Perhaps Turkey should seriously consider changing the name of the Justice Ministry. We may call it, for example, the Ministry of Apology. Or, if you like, we may name it the Ministry of Confession.
Or, we may just try to give credit to the "Late justice is itself injustice" saying, take into account the confession and the apology of the new minister and rename it the Injustice Ministry. Yes, I am making a joke, but a bitter one that unfortunately is not so farfetched or so magniloquent because of the unfortunate but yet burlesque realities of this country. I definitely have no intention of talking about how one can buy justice and land myself in court under Penal Code’s contentious Article 301 on charges of insulting the Turkish judiciary. For the same "egoistic" reason, nor will I talk about how useful it might be to have some strong political or financial backing in escaping from some trivial charges. Oh my God, how difficult it is sometimes to avoid coming under Article 301 and yet "freely" express opinions that might not be appreciated by the government or corporate Turkey. There is such a vast freedom of expression in this beautiful, tolerant, shiny country, which hopefully will one day, perhaps on a Feb. 30, join the European club of democracies that while trying to move around the constitutional, legal or judicial minefields one feels like a belly dancer (no insult to belly dancers intended).
Naturally, I would like to talk about a Turkey where there is no political clout over the judiciary and indeed there is independence of justice; where the political authority is not meddling in justice and bending laws to suit its political agenda; where there is supremacy of law and everyone is equal in front of the law; where all the inmates in our prisons are convicts and there is no one waiting for months, sometimes well over one year, to see accusations brought against them in an indictment; where people are not shot in the back by security forces on grounds they did not hear an order to halt and those who shot an 19-year-old boy in the back of his head or those security personnel who wrote a false report on the case to "protect" their colleague are sentenced adequately; where ethnic, cultural, religious or political minorities are not perceived as potential risk for national security but as precious gems of this nation and where people are not persecuted, oppressed and even tortured just because they criticized the political authority or defended opinions not so compatible with the political authority or the established perceptions of society.

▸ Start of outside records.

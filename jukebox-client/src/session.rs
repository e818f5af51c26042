//! Playback session
//!
//! [`Session`] owns everything the client knows at runtime: the asset
//! registry, the pending queue, the dispatcher, the current track, the
//! transcript and the playback backend. All of it is mutated from one task
//! through [`Session::run`], which alternates between handling
//! [`SessionEvent`]s and the periodic drain step.
//!
//! **Non-overlap:** at most one track is current at any time. The current
//! track is set when its play request is issued and cleared only by a
//! completion event carrying the same [`PlaybackId`].

use std::time::Duration;

use jukebox_common::Token;
use tokio::time::{self, Interval, MissedTickBehavior};
use tracing::{debug, error, info, warn};
use url::Url;

use crate::dispatcher::{OutboundSender, StreamDispatcher};
use crate::error::Error;
use crate::events::{EventReceiver, PlaybackId, SessionEvent};
use crate::playback::{
    AssetRegistry, AssetState, Lookup, PlaybackBackend, PlaybackQueue, RegistryStatus,
};
use crate::transcript::Transcript;

/// Session parameters fixed at startup
#[derive(Debug, Clone)]
pub struct SessionConfig {
    /// Base for resolving relative manifest URLs
    pub base_url: Url,
    pub drain_interval: Duration,
    pub preload: bool,
}

/// Track whose play request is outstanding or playing
#[derive(Debug, Clone, PartialEq, Eq)]
pub struct CurrentTrack {
    pub token: Token,
    pub playback: PlaybackId,
}

/// Whether the loop should keep going after an event
#[derive(Debug, Clone, Copy, PartialEq, Eq)]
pub enum SessionControl {
    Continue,
    Finished,
}

/// What one drain step did
#[derive(Debug, Clone, PartialEq, Eq)]
pub enum Drain {
    /// Queue empty
    Idle,
    /// A track is current
    Busy,
    /// Head token waits for the manifest
    Deferred,
    Started(PlaybackId),
    /// Head token had no asset
    Dropped(Token),
    /// Backend refused to start the head token
    Failed(Token),
}

/// Counters reported when the session ends
#[derive(Debug, Clone, Default, PartialEq, Eq)]
pub struct SessionSummary {
    /// Tracks that played to the end
    pub played: usize,
    pub dropped: usize,
    pub failed: usize,
    pub discarded: usize,
}

pub struct Session<B: PlaybackBackend> {
    config: SessionConfig,
    registry: AssetRegistry,
    queue: PlaybackQueue,
    dispatcher: StreamDispatcher,
    current: Option<CurrentTrack>,
    transcript: Transcript,
    backend: B,
    next_playback: u64,
    summary: SessionSummary,
}

impl<B: PlaybackBackend> Session<B> {
    pub fn new(
        config: SessionConfig,
        backend: B,
        outbound: Option<OutboundSender>,
        transcript: Transcript,
    ) -> Self {
        Self {
            config,
            registry: AssetRegistry::new(),
            queue: PlaybackQueue::new(),
            dispatcher: StreamDispatcher::new(outbound),
            current: None,
            transcript,
            backend,
            next_playback: 0,
            summary: SessionSummary::default(),
        }
    }

    pub fn registry(&self) -> &AssetRegistry {
        &self.registry
    }

    pub fn queue(&self) -> &PlaybackQueue {
        &self.queue
    }

    pub fn dispatcher(&self) -> &StreamDispatcher {
        &self.dispatcher
    }

    pub fn current(&self) -> Option<&CurrentTrack> {
        self.current.as_ref()
    }

    pub fn transcript(&self) -> &Transcript {
        &self.transcript
    }

    pub fn backend(&self) -> &B {
        &self.backend
    }

    pub fn summary(&self) -> &SessionSummary {
        &self.summary
    }

    /// Connection closed and nothing left playing
    pub fn is_finished(&self) -> bool {
        self.dispatcher.is_closed() && self.current.is_none()
    }

    /// Handle one event to completion
    pub fn handle_event(&mut self, event: SessionEvent) -> SessionControl {
        match event {
            SessionEvent::ManifestLoaded(manifest) => {
                if self.registry.status() != RegistryStatus::Pending {
                    warn!("Ignoring manifest: registry already {:?}", self.registry.status());
                } else {
                    self.registry
                        .populate(&manifest, &self.config.base_url, self.config.preload);
                    for asset in self.registry.preloadable() {
                        self.backend.preload(asset);
                    }
                    let tokens: Vec<&str> =
                        self.registry.tokens().into_iter().map(Token::as_str).collect();
                    self.transcript
                        .notice(format!("sounds available: {}", tokens.join(", ")));
                }
            }
            SessionEvent::ManifestFailed(reason) => {
                let err = Error::ManifestFetch(reason);
                error!("{}", err);
                self.registry.mark_failed();
                self.transcript.notice("sound library unavailable");
            }
            SessionEvent::ConnectionOpened => {
                self.dispatcher.on_open(&mut self.transcript);
            }
            SessionEvent::TokenReceived(payload) => {
                self.dispatcher
                    .on_delivery(&payload, &mut self.queue, &mut self.transcript);
            }
            SessionEvent::ConnectionClosed(reason) => {
                self.dispatcher.on_close(&reason, &mut self.transcript);
            }
            SessionEvent::PlaybackStarted(id) => match &self.current {
                Some(current) if current.playback == id => {
                    info!("Playing '{}' ({})", current.token, id);
                }
                _ => debug!("Ignoring start of stale playback {}", id),
            },
            SessionEvent::PlaybackEnded(id) => {
                if self.complete(id) {
                    debug!("Playback {} finished", id);
                    self.summary.played += 1;
                }
            }
            SessionEvent::PlaybackFailed { id, reason } => {
                if self.complete(id) {
                    warn!("Playback {} failed: {}", id, reason);
                    self.summary.failed += 1;
                }
            }
            SessionEvent::UserActivated(token) => match self.registry.lookup(token.as_str()) {
                // Only listed sounds can be activated
                Lookup::Found(_) => {
                    self.dispatcher
                        .on_user_activation(token, &mut self.queue, &mut self.transcript);
                }
                Lookup::Pending => debug!("Ignoring activation of '{}' before manifest", token),
                Lookup::NotFound => debug!("Ignoring activation of unlisted '{}'", token),
            },
        }

        if self.is_finished() {
            SessionControl::Finished
        } else {
            SessionControl::Continue
        }
    }

    /// Release the current track if `id` is its playback
    fn complete(&mut self, id: PlaybackId) -> bool {
        match &self.current {
            Some(current) if current.playback == id => {
                self.registry.set_state(current.token.as_str(), AssetState::Idle);
                self.current = None;
                true
            }
            _ => {
                debug!("Ignoring completion of stale playback {}", id);
                false
            }
        }
    }

    /// Advance the queue by at most one token
    pub fn drain(&mut self) -> Drain {
        if self.current.is_some() {
            return Drain::Busy;
        }
        let Some(head) = self.queue.peek() else {
            return Drain::Idle;
        };

        let started = match self.registry.lookup(head.as_str()) {
            Lookup::Pending => return Drain::Deferred,
            Lookup::NotFound => None,
            Lookup::Found(asset) => {
                self.next_playback += 1;
                let id = PlaybackId(self.next_playback);
                Some((id, self.backend.play(id, asset)))
            }
        };

        let Some(token) = self.queue.pop() else {
            return Drain::Idle;
        };

        match started {
            None => {
                warn!("{}, skipping", Error::UnknownToken(token.to_string()));
                self.summary.dropped += 1;
                Drain::Dropped(token)
            }
            Some((id, Ok(()))) => {
                debug!("Requested '{}' as playback {}", token, id);
                self.registry.set_state(token.as_str(), AssetState::Playing);
                self.current = Some(CurrentTrack {
                    token,
                    playback: id,
                });
                Drain::Started(id)
            }
            Some((id, Err(e))) => {
                warn!("Could not start '{}' ({}): {}", token, id, e);
                self.summary.failed += 1;
                Drain::Failed(token)
            }
        }
    }

    /// Event loop: handle events and drain on every tick until finished.
    ///
    /// The drain ticker is cancelled once the connection closes; tokens
    /// still queued at that point never play and are discarded on exit.
    pub async fn run(mut self, mut events: EventReceiver) -> SessionSummary {
        let mut ticker = Some(drain_ticker(self.config.drain_interval));
        info!(
            "Session started (drain every {}ms)",
            self.config.drain_interval.as_millis()
        );

        loop {
            tokio::select! {
                biased;

                event = events.recv() => {
                    let Some(event) = event else {
                        info!("Event channel closed");
                        break;
                    };
                    let control = self.handle_event(event);
                    if self.dispatcher.is_closed() && ticker.take().is_some() {
                        debug!("Drain ticker cancelled");
                    }
                    if control == SessionControl::Finished {
                        break;
                    }
                }
                _ = next_tick(&mut ticker) => {
                    self.drain();
                }
            }
        }

        self.finish()
    }

    /// Discard whatever is still queued and report totals
    pub fn finish(mut self) -> SessionSummary {
        let discarded = self.queue.clear();
        if discarded > 0 {
            info!("Discarding {} pending token(s)", discarded);
        }
        self.summary.discarded += discarded;

        info!(
            "Session ended: {} played, {} dropped, {} failed, {} discarded",
            self.summary.played, self.summary.dropped, self.summary.failed, self.summary.discarded
        );
        self.summary
    }
}

fn drain_ticker(period: Duration) -> Interval {
    let mut ticker = time::interval(period);
    ticker.set_missed_tick_behavior(MissedTickBehavior::Delay);
    ticker
}

async fn next_tick(ticker: &mut Option<Interval>) {
    match ticker {
        Some(ticker) => {
            ticker.tick().await;
        }
        None => std::future::pending().await,
    }
}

Do we have such a Turkey? Yes, there are relative improvements, but unfortunately not. It was great to see last year the justice minister apologizing to the family and friends of a young man tortured to death under detention after he was picked up while sitting on a bench in a park, but is it not better to really enforce the "no tolerance to torture" strategy of the government? It is great seeing the new justice minister confessing in front of cameras that while the overall capacity of Turkish prisons was 103,000 inmates, currently there were 106,000 inmates and that 60 percent of those inmates were detained people, many of them not yet officially charged and an indictment brought against them. But, to what purpose can such a confession serve if what the justice minister did was nothing more than disclosing some bitter statistical data and as if he were an opposition politician he had no idea or plans to make a correction to this incredibly bad situation for the justice system in the country.
A while ago the Justice Ministry punished a female judge who sentenced Prime Minister Recep Tayyip Erdoğan to a fine on grounds that she was late in writing the reasoning of the verdict. I have no intention defending a judge who was late writing reasoning of a verdict the court she was presiding made or have no intention at all to say that she was punished because she imposed a fine on the premier. But, I just cannot understand why the same Justice Ministry is not doing anything at all against, for example, a Sivas prosecutor who could not write an indictment against four university students detained almost a year ago after they organized an "anti-American" caricature exhibition or why the Ergenekon prosecutors have not completed writing an indictment against scores of academics, former bureaucrats, university professors, retired officers and some criminals, some of whom have been under detention almost a year. If this country’s prisons are full of people who have not yet been declared "guilty" by our courts, is not there a mistake somewhere? Is a justice minister required to take legal and administrative measures to correct that situation or complain to the media as if he is an opposition deputy and not the minister of a government who has been in office for the past more than six-year period?